Dykes stated that the executive order Lamont signed moves state in the right direction.
“Obviously the permanent funding mechanism and the cap on carbon emissions was an element of TCI is not something that we can do without legislation but to the extent that i think the theme here is not meeting our 2030 targets, know there are things the executive branch can do within existing authority,” Dykes said.
The Transportation Climate Initiative was not approved by the legislature. This would have prevented carbon emissions from transportation sectors through what amounts to a gasoline tax.
“The number one source of pollution right now is our transportation system. Connecticut’s doing really well in terms of the electric system, really well on getting zero carbon on our electric grid over the next 10 to 15 years,” Lamont said.
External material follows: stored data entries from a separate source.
//! Function registry.
//!
//! Populated during startup by a single thread, then moved into the dispatch host
//! where it is only read. Every descriptor is fully validated before it is
//! inserted, so a failed registration leaves the registry untouched.

use std::collections::HashSet;
use std::sync::Arc;

use fnhost_types::{AuthLevel, BindingDecl, Direction, HttpMethod, TriggerBinding, TriggerKind, TriggerSource};
use fnhost_util::{PathTemplate, UnresolvedPlaceholderError};
use indexmap::{IndexMap, IndexSet};
use once_cell::sync::Lazy;
use regex::Regex;
use tracing::{debug, info};

use crate::descriptor::FunctionDescriptor;
use crate::error::RegistrationError;
use crate::schedule::CronSchedule;

static FUNCTION_NAME_REGEX: Lazy<Regex> =
    Lazy::new(|| Regex::new(r"^[A-Za-z][A-Za-z0-9_-]*$").expect("function name regex should compile"));

/// Compiled trigger of a registered function.
#[derive(Debug, Clone)]
pub enum TriggerMatcher {
    Http {
        route: PathTemplate,
        methods: IndexSet<HttpMethod>,
        auth_level: AuthLevel,
    },
    Timer {
        schedule: CronSchedule,
    },
    Blob {
        pattern: PathTemplate,
    },
}

impl TriggerMatcher {
    fn compile(descriptor: &FunctionDescriptor) -> Result<Self, RegistrationError> {
        let function = descriptor.name();
        match descriptor.trigger() {
            TriggerBinding::Http {
                route,
                methods,
                auth_level,
            } => {
                if methods.is_empty() {
                    return Err(RegistrationError::invalid_descriptor(function, "HTTP trigger declares no methods"));
                }
                let route_text = route.as_deref().unwrap_or(function).trim_matches('/');
                let route = PathTemplate::parse_ignore_case(route_text).map_err(|source| RegistrationError::InvalidPattern {
                    function: function.to_string(),
                    binding: descriptor.trigger_name().to_string(),
                    source,
                })?;
                Ok(TriggerMatcher::Http {
                    route,
                    methods: methods.clone(),
                    auth_level: *auth_level,
                })
            }
            TriggerBinding::Timer { schedule } => CronSchedule::parse(schedule)
                .map(|schedule| TriggerMatcher::Timer { schedule })
                .map_err(|source| RegistrationError::InvalidSchedule {
                    function: function.to_string(),
                    source,
                }),
            TriggerBinding::Blob { path_pattern, .. } => PathTemplate::parse(path_pattern)
                .map(|pattern| TriggerMatcher::Blob { pattern })
                .map_err(|source| RegistrationError::InvalidPattern {
                    function: function.to_string(),
                    binding: descriptor.trigger_name().to_string(),
                    source,
                }),
        }
    }

    /// Captured route parameters when `source` fires this trigger.
    fn captures(&self, source: &TriggerSource) -> Option<IndexMap<String, String>> {
        match (self, source) {
            (TriggerMatcher::Http { route, methods, .. }, TriggerSource::Http { method, path }) => {
                if !methods.contains(method) {
                    return None;
                }
                route.matches(path.trim_matches('/'))
            }
            (TriggerMatcher::Timer { schedule }, TriggerSource::Timer { schedule: fired }) => {
                let fired = CronSchedule::parse(fired).ok()?;
                (fired.expression() == schedule.expression()).then(IndexMap::new)
            }
            (TriggerMatcher::Blob { pattern }, TriggerSource::Blob { path }) => pattern.matches(path),
            _ => None,
        }
    }
}

/// A descriptor accepted by the registry together with its compiled trigger.
#[derive(Debug)]
pub struct RegisteredFunction {
    descriptor: FunctionDescriptor,
    matcher: TriggerMatcher,
}

impl RegisteredFunction {
    pub fn name(&self) -> &str {
        self.descriptor.name()
    }

    pub fn descriptor(&self) -> &FunctionDescriptor {
        &self.descriptor
    }

    pub fn matcher(&self) -> &TriggerMatcher {
        &self.matcher
    }

    pub fn kind(&self) -> TriggerKind {
        self.descriptor.trigger().kind()
    }

    /// Route template of an HTTP function, relative to the route prefix.
    pub fn route(&self) -> Option<&PathTemplate> {
        match &self.matcher {
            TriggerMatcher::Http { route, .. } => Some(route),
            _ => None,
        }
    }

    pub fn auth_level(&self) -> Option<AuthLevel> {
        match &self.matcher {
            TriggerMatcher::Http { auth_level, .. } => Some(*auth_level),
            _ => None,
        }
    }

    pub fn schedule(&self) -> Option<&CronSchedule> {
        match &self.matcher {
            TriggerMatcher::Timer { schedule } => Some(schedule),
            _ => None,
        }
    }

    pub fn blob_pattern(&self) -> Option<&PathTemplate> {
        match &self.matcher {
            TriggerMatcher::Blob { pattern } => Some(pattern),
            _ => None,
        }
    }

    /// Route parameters captured when `source` fires this function, or `None` if it does not.
    pub fn captures(&self, source: &TriggerSource) -> Option<IndexMap<String, String>> {
        self.matcher.captures(source)
    }

    /// Short human-readable description of the trigger.
    pub fn trigger_summary(&self) -> String {
        match &self.matcher {
            TriggerMatcher::Http { route, methods, .. } => {
                let methods: Vec<&str> = methods.iter().map(HttpMethod::as_str).collect();
                format!("http {} /{}", methods.join(","), route.as_str())
            }
            TriggerMatcher::Timer { schedule } => format!("timer '{}'", schedule.expression()),
            TriggerMatcher::Blob { pattern } => format!("blob {}", pattern.as_str()),
        }
    }
}

/// Name-keyed set of registered functions, in registration order.
#[derive(Debug, Default)]
pub struct FunctionRegistry {
    functions: IndexMap<String, Arc<RegisteredFunction>>,
}

impl FunctionRegistry {
    pub fn new() -> Self {
        Self::default()
    }

    /// Validate and add a function.
    ///
    /// # Errors
    ///
    /// Returns a [`RegistrationError`] describing the first problem found; the
    /// registry is unchanged in that case.
    pub fn register(&mut self, descriptor: FunctionDescriptor) -> Result<(), RegistrationError> {
        let name = descriptor.name().to_string();
        if !FUNCTION_NAME_REGEX.is_match(&name) {
            return Err(RegistrationError::invalid_name(
                name,
                "must start with a letter and contain only letters, digits, '_' or '-'",
            ));
        }
        if self.functions.contains_key(&name) {
            return Err(RegistrationError::duplicate_name(name));
        }

        validate_bindings(&descriptor)?;
        let matcher = TriggerMatcher::compile(&descriptor)?;
        self.check_route_conflict(&name, &matcher)?;
        validate_placeholders(&descriptor, &matcher)?;

        info!(function = %name, trigger = %descriptor.trigger().kind(), "function registered");
        self.functions.insert(name, Arc::new(RegisteredFunction { descriptor, matcher }));
        Ok(())
    }

    fn check_route_conflict(&self, function: &str, matcher: &TriggerMatcher) -> Result<(), RegistrationError> {
        let TriggerMatcher::Http { route, methods, .. } = matcher else {
            return Ok(());
        };
        let shape = route.shape();
        for existing in self.functions.values() {
            if let TriggerMatcher::Http {
                route: existing_route,
                methods: existing_methods,
                ..
            } = &existing.matcher
                && existing_route.shape() == shape
                && methods.iter().any(|method| existing_methods.contains(method))
            {
                return Err(RegistrationError::RouteConflict {
                    function: function.to_string(),
                    route: route.as_str().to_string(),
                    existing: existing.name().to_string(),
                });
            }
        }
        Ok(())
    }

    pub fn get(&self, name: &str) -> Option<&Arc<RegisteredFunction>> {
        self.functions.get(name)
    }

    pub fn contains(&self, name: &str) -> bool {
        self.functions.contains_key(name)
    }

    pub fn names(&self) -> impl Iterator<Item = &str> {
        self.functions.keys().map(String::as_str)
    }

    pub fn iter(&self) -> impl Iterator<Item = &Arc<RegisteredFunction>> {
        self.functions.values()
    }

    pub fn len(&self) -> usize {
        self.functions.len()
    }

    pub fn is_empty(&self) -> bool {
        self.functions.is_empty()
    }

    /// Every function fired by `source`, with the route parameters its trigger captured.
    pub fn matching(&self, source: &TriggerSource) -> Vec<(Arc<RegisteredFunction>, IndexMap<String, String>)> {
        let matches: Vec<_> = self
            .functions
            .values()
            .filter_map(|function| function.captures(source).map(|captures| (function.clone(), captures)))
            .collect();
        debug!(source = %source, matches = matches.len(), "trigger source matched");
        matches
    }

    /// HTTP functions whose route matches `path` regardless of method.
    pub fn routes_matching(&self, path: &str) -> Vec<Arc<RegisteredFunction>> {
        let path = path.trim_matches('/');
        self.functions
            .values()
            .filter(|function| function.route().is_some_and(|route| route.matches(path).is_some()))
            .cloned()
            .collect()
    }

    /// Distinct timer schedules, one per normalised expression.
    pub fn schedules(&self) -> Vec<CronSchedule> {
        let mut seen = HashSet::new();
        self.functions
            .values()
            .filter_map(|function| function.schedule())
            .filter(|schedule| seen.insert(schedule.expression().to_string()))
            .cloned()
            .collect()
    }

    /// Blob trigger patterns of all registered functions.
    pub fn blob_patterns(&self) -> Vec<PathTemplate> {
        self.functions
            .values()
            .filter_map(|function| function.blob_pattern())
            .cloned()
            .collect()
    }
}

fn validate_bindings(descriptor: &FunctionDescriptor) -> Result<(), RegistrationError> {
    let function = descriptor.name();
    let mut names = HashSet::new();
    if descriptor.trigger_name().trim().is_empty() {
        return Err(RegistrationError::invalid_descriptor(function, "trigger binding name is empty"));
    }
    names.insert(descriptor.trigger_name());

    let declared = descriptor
        .input_bindings()
        .iter()
        .map(|decl| (decl, Direction::In))
        .chain(descriptor.output_bindings().iter().map(|decl| (decl, Direction::Out)));
    for (decl, expected) in declared {
        if decl.name.trim().is_empty() {
            return Err(RegistrationError::invalid_descriptor(function, "binding name is empty"));
        }
        if !names.insert(decl.name.as_str()) {
            return Err(RegistrationError::invalid_descriptor(
                function,
                format!("binding name '{}' is used more than once", decl.name),
            ));
        }
        if decl.direction != expected {
            return Err(RegistrationError::invalid_descriptor(
                function,
                format!("binding '{}' is declared with the wrong direction", decl.name),
            ));
        }
        if decl.direction == Direction::Out && decl.path_pattern.is_none() {
            return Err(RegistrationError::invalid_descriptor(
                function,
                format!("output binding '{}' has no path pattern", decl.name),
            ));
        }
    }
    Ok(())
}

/// Binding patterns must parse, and for non-HTTP triggers every placeholder must be
/// captured by the trigger. HTTP placeholders may also come from the query string,
/// so those are checked per request.
fn validate_placeholders(descriptor: &FunctionDescriptor, matcher: &TriggerMatcher) -> Result<(), RegistrationError> {
    let available: Option<&[String]> = match matcher {
        TriggerMatcher::Http { .. } => None,
        TriggerMatcher::Timer { .. } => Some(&[] as &[String]),
        TriggerMatcher::Blob { pattern } => Some(pattern.placeholders()),
    };

    let bindings = descriptor.input_bindings().iter().chain(descriptor.output_bindings());
    for decl in bindings {
        let Some(template) = compile_binding(descriptor, decl)? else {
            continue;
        };
        let Some(available) = available else {
            continue;
        };
        if let Some(missing) = template.placeholders().iter().find(|name| !available.contains(*name)) {
            return Err(RegistrationError::UnresolvedPlaceholder {
                function: descriptor.name().to_string(),
                binding: decl.name.clone(),
                source: UnresolvedPlaceholderError {
                    template: template.as_str().to_string(),
                    placeholder: missing.clone(),
                },
            });
        }
    }
    Ok(())
}

fn compile_binding(descriptor: &FunctionDescriptor, decl: &BindingDecl) -> Result<Option<PathTemplate>, RegistrationError> {
    decl.path_pattern
        .as_deref()
        .map(PathTemplate::parse)
        .transpose()
        .map_err(|source| RegistrationError::InvalidPattern {
            function: descriptor.name().to_string(),
            binding: decl.name.clone(),
            source,
        })
}
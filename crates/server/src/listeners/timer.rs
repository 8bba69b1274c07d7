//! Timer trigger listener.
//!
//! Runs one task per distinct schedule. Each task sleeps until the next
//! occurrence, then dispatches exactly one event for it.

use chrono::{DateTime, Utc};
use fnhost_engine::{CronSchedule, DispatchError, DispatchHost};
use fnhost_types::{Payload, TriggerEvent, TriggerSource};
use serde_json::json;
use tokio::task::JoinHandle;
use tokio_util::sync::CancellationToken;
use tracing::{debug, info, warn};

/// Lateness beyond which a tick is reported as past due.
const PAST_DUE_THRESHOLD_MS: i64 = 1_000;

/// Timer information handed to timer-triggered functions.
///
/// `last` is the previous occurrence this listener fired (if any), `next` the
/// occurrence after the current one.
pub fn timer_payload(last: Option<DateTime<Utc>>, next: Option<DateTime<Utc>>, is_past_due: bool) -> Payload {
    Payload::Structured(json!({
        "scheduleStatus": {
            "last": last.map(|time| time.to_rfc3339()),
            "next": next.map(|time| time.to_rfc3339()),
        },
        "isPastDue": is_past_due,
    }))
}

/// Spawn one ticking task per distinct schedule in the host's registry.
pub fn spawn_timer_listeners(host: &DispatchHost, cancellation_token: &CancellationToken) -> Vec<JoinHandle<()>> {
    host.registry()
        .schedules()
        .into_iter()
        .map(|schedule| {
            let host = host.clone();
            let shutdown = cancellation_token.child_token();
            tokio::spawn(run_schedule(host, schedule, shutdown))
        })
        .collect()
}

async fn run_schedule(host: DispatchHost, schedule: CronSchedule, shutdown: CancellationToken) {
    info!(schedule = %schedule.expression(), "timer listener started");
    let mut last_fired: Option<DateTime<Utc>> = None;

    loop {
        let now = Utc::now();
        let Some(occurrence) = schedule.next_after(&now) else {
            warn!(schedule = %schedule.expression(), "schedule has no future occurrences; timer listener stopping");
            break;
        };
        let wait = (occurrence - now).to_std().unwrap_or_default();
        debug!(schedule = %schedule.expression(), next = %occurrence, "timer sleeping until next occurrence");

        tokio::select! {
            _ = shutdown.cancelled() => break,
            _ = tokio::time::sleep(wait) => {}
        }

        let is_past_due = (Utc::now() - occurrence).num_milliseconds() > PAST_DUE_THRESHOLD_MS;
        let payload = timer_payload(last_fired, schedule.next_after(&occurrence), is_past_due);
        last_fired = Some(occurrence);

        let event = TriggerEvent::new(payload).at(occurrence);
        let source = TriggerSource::Timer {
            schedule: schedule.expression().to_string(),
        };
        let dispatcher = host.clone();
        tokio::spawn(async move {
            match dispatcher.dispatch(event, &source).await {
                Ok(outcomes) => debug!(source = %source, invocations = outcomes.len(), "timer tick dispatched"),
                Err(DispatchError::ShuttingDown) => debug!(source = %source, "timer tick dropped during shutdown"),
                Err(error) => warn!(source = %source, error = %error, "timer tick dispatch failed"),
            }
        });
    }

    info!(schedule = %schedule.expression(), "timer listener stopped");
}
Lamont stated that this executive order, which goes into effect immediately, will address climate change.
“This is what the market is calling for and our job is to make sure that Connecticut is ready,” he said
Switching to electric vehicles “is going to save middle class drivers a lot of money,” he added.
The executive order requires 23 actions, including a statewide fleet of electric buses, a target to reduce the number of miles we drive, regulations for emissions from medium- and heavy-duty vehicles, and efficiency standards for appliances.
House Minority Leader Vincent Candelora said the governor’s actions will impact residents’ pocketbooks.
“Aside from the tax dollars that are going to have to go into replacing all our buses with battery operated vehicles, the governor is directing the commissioner to impose efficiency standards on all our consumer goods,” Candelora said.
He says it’s unknown which appliances will fall under the policy.
“We can have leaf blowers and lawn mowers and washing machines being subject to certain efficiency standards that’s going to cost all consumers in the state of Connecticut,” he said.
The Department of Energy and Environmental Protection will decide on the appliances.
The executive order was cheered by environmental advocates.
“It’s a holistic approach, which is of course how we should address climate change,” Thomas Lefebvre, coordinator for Transit Hartford Academy at the Center for Latino Progress, said.
Lefebvre said it’s a step in the right direction.
“All of this is putting pressure on the legislature to act,” he added.
But that’s not how some lawmakers see it.
“Now we’re seeing the governor attempting to implement environmental policies that were rejected, that environmentalists have been putting pressure on him to try and address,” Candelora said.
“To me he’s just appeasing a group of people and circumventing good government,” he added.
Chris Phelps, Environment Connecticut State Director, stated that the legislature must take action.
“Unfortunately, Connecticut’s lawmakers have repeatedly failed to give the danger of climate change the attention it requires. They have failed to cap pollution from transportation, failed to commit to 100% clean renewable energy, and put off serious climate action for the future,” Phelps said.
He said Lamont’s executive order has good ideas, but doesn’t go far enough.
“Purchasing clean electricity for state properties and requiring manufacturers to produce more efficient appliances that use less energy are good steps to take. But they represent only a small down payment on the work necessary to win the race to stop climate change,” Phelp said
But it’s the best the state can offer at the moment.
“This executive order is reflecting all of the actions that we can take with the tools that the executive branch has to ensure that we make further progress,” Dykes said.